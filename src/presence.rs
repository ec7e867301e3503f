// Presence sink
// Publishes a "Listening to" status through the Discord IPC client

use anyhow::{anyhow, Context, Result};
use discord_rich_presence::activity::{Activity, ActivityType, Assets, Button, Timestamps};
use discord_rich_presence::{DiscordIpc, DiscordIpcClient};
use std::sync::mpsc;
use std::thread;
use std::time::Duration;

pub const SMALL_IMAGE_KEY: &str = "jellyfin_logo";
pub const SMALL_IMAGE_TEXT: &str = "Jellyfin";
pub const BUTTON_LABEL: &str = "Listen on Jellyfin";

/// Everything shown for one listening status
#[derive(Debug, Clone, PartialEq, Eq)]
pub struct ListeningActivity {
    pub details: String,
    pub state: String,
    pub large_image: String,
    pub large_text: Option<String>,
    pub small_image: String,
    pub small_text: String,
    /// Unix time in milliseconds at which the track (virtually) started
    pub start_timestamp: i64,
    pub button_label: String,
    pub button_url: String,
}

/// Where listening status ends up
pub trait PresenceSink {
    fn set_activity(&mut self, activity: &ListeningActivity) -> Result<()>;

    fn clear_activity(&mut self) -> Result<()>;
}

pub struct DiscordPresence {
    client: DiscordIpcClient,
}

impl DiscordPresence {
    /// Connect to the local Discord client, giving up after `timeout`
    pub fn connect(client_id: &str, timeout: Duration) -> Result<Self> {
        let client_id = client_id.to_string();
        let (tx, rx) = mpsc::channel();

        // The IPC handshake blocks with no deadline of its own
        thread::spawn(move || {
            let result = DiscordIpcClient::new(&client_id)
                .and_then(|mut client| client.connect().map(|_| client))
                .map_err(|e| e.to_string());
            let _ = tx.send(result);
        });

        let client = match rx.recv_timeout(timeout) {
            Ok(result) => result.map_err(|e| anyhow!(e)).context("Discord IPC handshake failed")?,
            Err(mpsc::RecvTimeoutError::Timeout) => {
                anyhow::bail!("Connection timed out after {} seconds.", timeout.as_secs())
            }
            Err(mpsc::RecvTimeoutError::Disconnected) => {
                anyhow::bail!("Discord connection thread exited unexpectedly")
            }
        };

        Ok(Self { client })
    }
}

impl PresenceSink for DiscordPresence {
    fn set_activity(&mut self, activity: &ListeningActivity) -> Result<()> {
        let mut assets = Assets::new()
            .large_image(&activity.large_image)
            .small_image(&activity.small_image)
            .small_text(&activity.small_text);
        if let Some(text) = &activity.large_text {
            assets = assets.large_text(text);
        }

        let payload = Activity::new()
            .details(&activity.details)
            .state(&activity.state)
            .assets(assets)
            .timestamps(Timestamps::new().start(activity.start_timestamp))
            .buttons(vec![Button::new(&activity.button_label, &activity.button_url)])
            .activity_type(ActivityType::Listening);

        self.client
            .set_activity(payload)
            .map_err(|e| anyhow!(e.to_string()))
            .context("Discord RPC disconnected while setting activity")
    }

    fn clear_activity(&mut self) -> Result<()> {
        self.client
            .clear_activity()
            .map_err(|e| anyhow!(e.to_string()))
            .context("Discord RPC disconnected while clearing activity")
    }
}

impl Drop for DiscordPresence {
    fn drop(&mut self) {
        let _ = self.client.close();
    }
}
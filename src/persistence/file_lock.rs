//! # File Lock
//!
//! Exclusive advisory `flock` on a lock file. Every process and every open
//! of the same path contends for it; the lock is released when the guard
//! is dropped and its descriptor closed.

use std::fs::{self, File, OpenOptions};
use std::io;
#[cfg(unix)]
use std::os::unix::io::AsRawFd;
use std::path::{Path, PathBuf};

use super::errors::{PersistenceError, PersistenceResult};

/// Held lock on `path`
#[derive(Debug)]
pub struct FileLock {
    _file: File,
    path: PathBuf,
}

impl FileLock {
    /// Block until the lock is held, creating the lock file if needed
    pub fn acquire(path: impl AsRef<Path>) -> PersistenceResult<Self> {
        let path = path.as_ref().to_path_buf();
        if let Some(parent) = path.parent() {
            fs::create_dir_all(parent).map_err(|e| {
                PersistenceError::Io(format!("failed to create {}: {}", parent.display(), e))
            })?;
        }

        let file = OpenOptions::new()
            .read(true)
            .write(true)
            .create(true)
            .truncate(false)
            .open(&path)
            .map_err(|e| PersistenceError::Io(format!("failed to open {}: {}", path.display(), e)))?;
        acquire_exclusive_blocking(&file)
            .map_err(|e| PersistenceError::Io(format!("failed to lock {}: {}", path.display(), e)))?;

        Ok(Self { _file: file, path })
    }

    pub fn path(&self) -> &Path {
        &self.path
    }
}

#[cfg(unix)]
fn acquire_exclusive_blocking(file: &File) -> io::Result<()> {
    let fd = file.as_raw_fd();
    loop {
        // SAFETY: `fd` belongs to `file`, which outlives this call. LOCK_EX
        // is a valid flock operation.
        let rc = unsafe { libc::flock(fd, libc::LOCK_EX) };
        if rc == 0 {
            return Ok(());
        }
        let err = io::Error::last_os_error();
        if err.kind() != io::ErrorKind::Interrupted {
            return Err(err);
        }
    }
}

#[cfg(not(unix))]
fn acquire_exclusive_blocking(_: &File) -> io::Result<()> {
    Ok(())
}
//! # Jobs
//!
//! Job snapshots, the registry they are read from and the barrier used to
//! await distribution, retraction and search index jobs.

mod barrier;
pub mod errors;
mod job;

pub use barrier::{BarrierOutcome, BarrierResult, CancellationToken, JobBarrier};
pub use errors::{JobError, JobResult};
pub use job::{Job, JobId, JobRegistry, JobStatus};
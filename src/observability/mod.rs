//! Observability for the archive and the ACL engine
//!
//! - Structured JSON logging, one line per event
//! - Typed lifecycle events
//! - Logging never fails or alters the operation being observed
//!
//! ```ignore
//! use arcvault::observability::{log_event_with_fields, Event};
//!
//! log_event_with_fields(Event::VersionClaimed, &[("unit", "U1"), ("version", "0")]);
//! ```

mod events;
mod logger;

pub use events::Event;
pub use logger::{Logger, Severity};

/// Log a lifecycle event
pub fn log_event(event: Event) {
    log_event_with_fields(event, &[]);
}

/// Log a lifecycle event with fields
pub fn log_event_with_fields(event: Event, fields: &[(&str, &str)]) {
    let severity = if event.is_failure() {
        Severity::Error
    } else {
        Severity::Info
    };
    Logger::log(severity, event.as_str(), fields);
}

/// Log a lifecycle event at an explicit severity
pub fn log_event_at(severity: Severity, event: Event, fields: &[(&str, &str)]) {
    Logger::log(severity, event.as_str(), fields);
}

= = = = =

## The task
Work out how many lines of the material contain the string "operation"; nothing except that figure should be given.

## Exercise result
2